▶ [Instructions for the task]: Report each line of the material below where the word "execute" can be found.

*** Opening Given records ***

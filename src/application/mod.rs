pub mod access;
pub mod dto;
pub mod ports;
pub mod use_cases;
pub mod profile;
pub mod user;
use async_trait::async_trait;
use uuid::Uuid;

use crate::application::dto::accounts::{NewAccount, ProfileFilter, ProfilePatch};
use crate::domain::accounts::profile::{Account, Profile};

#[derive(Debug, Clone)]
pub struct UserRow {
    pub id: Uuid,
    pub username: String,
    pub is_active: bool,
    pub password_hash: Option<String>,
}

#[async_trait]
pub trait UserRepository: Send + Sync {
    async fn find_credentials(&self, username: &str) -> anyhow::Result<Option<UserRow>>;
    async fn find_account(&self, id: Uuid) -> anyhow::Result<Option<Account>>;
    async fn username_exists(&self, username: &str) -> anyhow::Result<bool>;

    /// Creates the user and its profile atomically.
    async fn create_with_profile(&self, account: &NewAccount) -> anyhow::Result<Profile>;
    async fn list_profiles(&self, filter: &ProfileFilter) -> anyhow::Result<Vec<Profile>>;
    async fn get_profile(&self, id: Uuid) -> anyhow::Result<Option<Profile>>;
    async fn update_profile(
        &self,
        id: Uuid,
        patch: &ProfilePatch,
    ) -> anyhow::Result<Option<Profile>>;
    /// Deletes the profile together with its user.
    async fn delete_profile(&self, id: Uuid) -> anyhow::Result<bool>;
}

*** Closing Given records ***
*** Opening Given records ***

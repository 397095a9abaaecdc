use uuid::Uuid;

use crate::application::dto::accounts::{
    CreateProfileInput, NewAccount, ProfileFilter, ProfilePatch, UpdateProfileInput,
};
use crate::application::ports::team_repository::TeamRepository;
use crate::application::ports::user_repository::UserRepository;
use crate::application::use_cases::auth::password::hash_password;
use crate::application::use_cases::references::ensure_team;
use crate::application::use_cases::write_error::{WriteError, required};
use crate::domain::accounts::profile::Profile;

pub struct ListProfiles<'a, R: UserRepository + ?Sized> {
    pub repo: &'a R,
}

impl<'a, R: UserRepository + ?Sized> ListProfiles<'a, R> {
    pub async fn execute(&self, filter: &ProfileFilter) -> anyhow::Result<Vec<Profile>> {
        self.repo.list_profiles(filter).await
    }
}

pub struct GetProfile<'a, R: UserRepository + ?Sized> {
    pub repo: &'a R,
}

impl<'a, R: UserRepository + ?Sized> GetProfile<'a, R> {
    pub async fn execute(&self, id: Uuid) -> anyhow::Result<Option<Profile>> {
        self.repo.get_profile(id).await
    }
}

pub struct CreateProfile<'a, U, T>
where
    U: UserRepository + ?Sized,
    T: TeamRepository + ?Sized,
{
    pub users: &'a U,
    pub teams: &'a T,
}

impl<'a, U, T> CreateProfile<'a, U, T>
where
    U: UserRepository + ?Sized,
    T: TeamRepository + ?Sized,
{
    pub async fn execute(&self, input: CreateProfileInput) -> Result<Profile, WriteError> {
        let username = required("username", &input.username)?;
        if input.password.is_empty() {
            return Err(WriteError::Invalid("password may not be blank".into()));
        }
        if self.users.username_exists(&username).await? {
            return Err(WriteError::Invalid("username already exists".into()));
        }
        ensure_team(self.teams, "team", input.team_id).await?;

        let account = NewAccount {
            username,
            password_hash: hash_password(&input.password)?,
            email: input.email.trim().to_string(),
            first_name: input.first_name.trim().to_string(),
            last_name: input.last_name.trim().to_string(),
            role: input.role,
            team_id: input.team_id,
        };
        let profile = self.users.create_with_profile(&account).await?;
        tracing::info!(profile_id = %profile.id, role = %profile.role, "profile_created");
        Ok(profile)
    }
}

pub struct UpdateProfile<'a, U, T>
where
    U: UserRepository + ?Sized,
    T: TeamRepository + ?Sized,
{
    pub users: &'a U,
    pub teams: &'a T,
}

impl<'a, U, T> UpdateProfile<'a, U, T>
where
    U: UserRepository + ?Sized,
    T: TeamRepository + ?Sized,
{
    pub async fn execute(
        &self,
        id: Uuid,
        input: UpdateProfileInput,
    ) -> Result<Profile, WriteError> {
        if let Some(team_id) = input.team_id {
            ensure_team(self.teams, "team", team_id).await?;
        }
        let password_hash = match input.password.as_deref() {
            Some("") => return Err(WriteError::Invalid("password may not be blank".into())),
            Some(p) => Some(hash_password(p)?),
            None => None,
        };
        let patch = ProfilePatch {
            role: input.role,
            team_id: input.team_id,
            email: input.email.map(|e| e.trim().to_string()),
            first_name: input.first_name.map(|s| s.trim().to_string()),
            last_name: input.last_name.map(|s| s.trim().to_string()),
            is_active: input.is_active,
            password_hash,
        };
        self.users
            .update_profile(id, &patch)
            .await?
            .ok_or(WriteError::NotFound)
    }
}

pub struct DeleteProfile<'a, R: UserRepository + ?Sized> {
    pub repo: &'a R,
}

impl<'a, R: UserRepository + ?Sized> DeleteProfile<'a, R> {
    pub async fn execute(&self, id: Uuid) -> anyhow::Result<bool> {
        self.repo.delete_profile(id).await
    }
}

*** Closing Given records ***

▶ [Task output]:
    pub async fn execute(&self, filter: &ProfileFilter) -> anyhow::Result<Vec<Profile>> {
    pub async fn execute(&self, id: Uuid) -> anyhow::Result<Option<Profile>> {
    pub async fn execute(&self, input: CreateProfileInput) -> Result<Profile, WriteError> {
    pub async fn execute(
    pub async fn execute(&self, id: Uuid) -> anyhow::Result<bool> {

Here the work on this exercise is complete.